How do the lines below between the ones holding "pub fn new(fs: &'a" and "let generated = project_generator.generate(project, graph)?;", inclusive, read? Give them again exactly, with no other lines.

------------------------------------------------------------------------

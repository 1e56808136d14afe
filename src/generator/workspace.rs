//! Generation of a workspace and every project it contains.

use std::cmp::Ordering;
use std::collections::BTreeMap;
use std::path::{Path, PathBuf};

use crate::core::workspace::Workspace;
use crate::graph::Graph;
use crate::util::config::Config;
use crate::util::fs::{relative_string, FileSystem};
use crate::xcode::{SchemeDocument, WorkspaceData, WorkspaceDataElement};

use super::errors::GeneratorError;
use super::project::{GeneratedProject, ProjectGenerator};
use super::scheme::{SchemeGenerator, SchemeTargets};
use super::workspace_structure::{StructureElement, WorkspaceStructureGenerator};

/// A generated workspace with its projects.
#[derive(Debug)]
pub struct GeneratedWorkspace {
    pub name: String,
    /// Path of the `.xcworkspace` container
    pub path: PathBuf,
    pub data: WorkspaceData,
    pub schemes: Vec<SchemeDocument>,
    /// Generated projects by project root
    pub projects: BTreeMap<PathBuf, GeneratedProject>,
}

pub struct WorkspaceGenerator<'a> {
    fs: &'a dyn FileSystem,
    config: &'a Config,
}

impl<'a> WorkspaceGenerator<'a> {
    pub fn new(fs: &'a dyn FileSystem, config: &'a Config) -> Self {
        WorkspaceGenerator { fs, config }
    }

    /// Generate every project of the graph, then the workspace around them.
    ///
    /// Projects reached only through dependencies are added to the
    /// workspace after the listed ones.
    pub fn generate(&self, workspace: &Workspace, graph: &Graph) -> Result<GeneratedWorkspace, GeneratorError> {
        tracing::info!("generating workspace `{}`", workspace.name);
        let project_generator = ProjectGenerator::new(self.fs, self.config);

        let mut projects = BTreeMap::new();
        let mut scheme_targets = SchemeTargets::new();
        for (path, project) in graph.projects() {
            let generated = project_generator.generate(project, graph)?;
            scheme_targets.add_project(project, &generated.path, &generated.targets);
            projects.insert(path.clone(), generated);
        }

        let mut members = workspace.projects.clone();
        for path in graph.projects().keys() {
            if !members.contains(path) {
                members.push(path.clone());
            }
        }

        let structure = WorkspaceStructureGenerator::new(self.fs).generate_structure(workspace, &members);
        let mut children = structure
            .contents
            .iter()
            .map(|element| data_element(&projects, element, &workspace.path))
            .collect::<Result<Vec<_>, _>>()?;
        children.sort_by(compare_elements);

        let schemes = SchemeGenerator::new(&scheme_targets, &workspace.path).generate_schemes(&workspace.schemes)?;

        Ok(GeneratedWorkspace {
            name: workspace.name.clone(),
            path: workspace.path.join(format!("{}.xcworkspace", workspace.name)),
            data: WorkspaceData::new(children),
            schemes,
            projects,
        })
    }
}

/// Convert a tree entry, with locations relative to `parent`.
fn data_element(
    projects: &BTreeMap<PathBuf, GeneratedProject>,
    element: &StructureElement,
    parent: &Path,
) -> Result<WorkspaceDataElement, GeneratorError> {
    match element {
        StructureElement::File { path } | StructureElement::FolderReference { path } => {
            Ok(WorkspaceDataElement::file(&relative_string(parent, path)))
        }
        StructureElement::Project { path } => {
            let generated = projects
                .get(path)
                .ok_or_else(|| GeneratorError::ProjectNotFound { path: path.clone() })?;
            Ok(WorkspaceDataElement::file(&relative_string(parent, &generated.path)))
        }
        StructureElement::Group { name, path, contents } => {
            let mut children = contents
                .iter()
                .map(|child| data_element(projects, child, path))
                .collect::<Result<Vec<_>, _>>()?;
            children.sort_by(compare_elements);
            Ok(WorkspaceDataElement::Group {
                location: format!("group:{}", relative_string(parent, path)),
                name: name.clone(),
                children,
            })
        }
    }
}

/// Files before groups; among files, projects last; then by location.
fn compare_elements(a: &WorkspaceDataElement, b: &WorkspaceDataElement) -> Ordering {
    let is_project = |e: &WorkspaceDataElement| e.location().ends_with(".xcodeproj");
    b.is_file()
        .cmp(&a.is_file())
        .then_with(|| match (a.is_file(), b.is_file()) {
            (true, true) => is_project(a).cmp(&is_project(b)),
            _ => Ordering::Equal,
        })
        .then_with(|| a.location().cmp(b.location()))
}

------------------------------------------------------------------------

[EXERCISE SOLUTION]
    pub fn new(fs: &'a dyn FileSystem, config: &'a Config) -> Self {
        WorkspaceGenerator { fs, config }
    }

    /// Generate every project of the graph, then the workspace around them.
    ///
    /// Projects reached only through dependencies are added to the
    /// workspace after the listed ones.
    pub fn generate(&self, workspace: &Workspace, graph: &Graph) -> Result<GeneratedWorkspace, GeneratorError> {
        tracing::info!("generating workspace `{}`", workspace.name);
        let project_generator = ProjectGenerator::new(self.fs, self.config);

        let mut projects = BTreeMap::new();
        let mut scheme_targets = SchemeTargets::new();
        for (path, project) in graph.projects() {
            let generated = project_generator.generate(project, graph)?;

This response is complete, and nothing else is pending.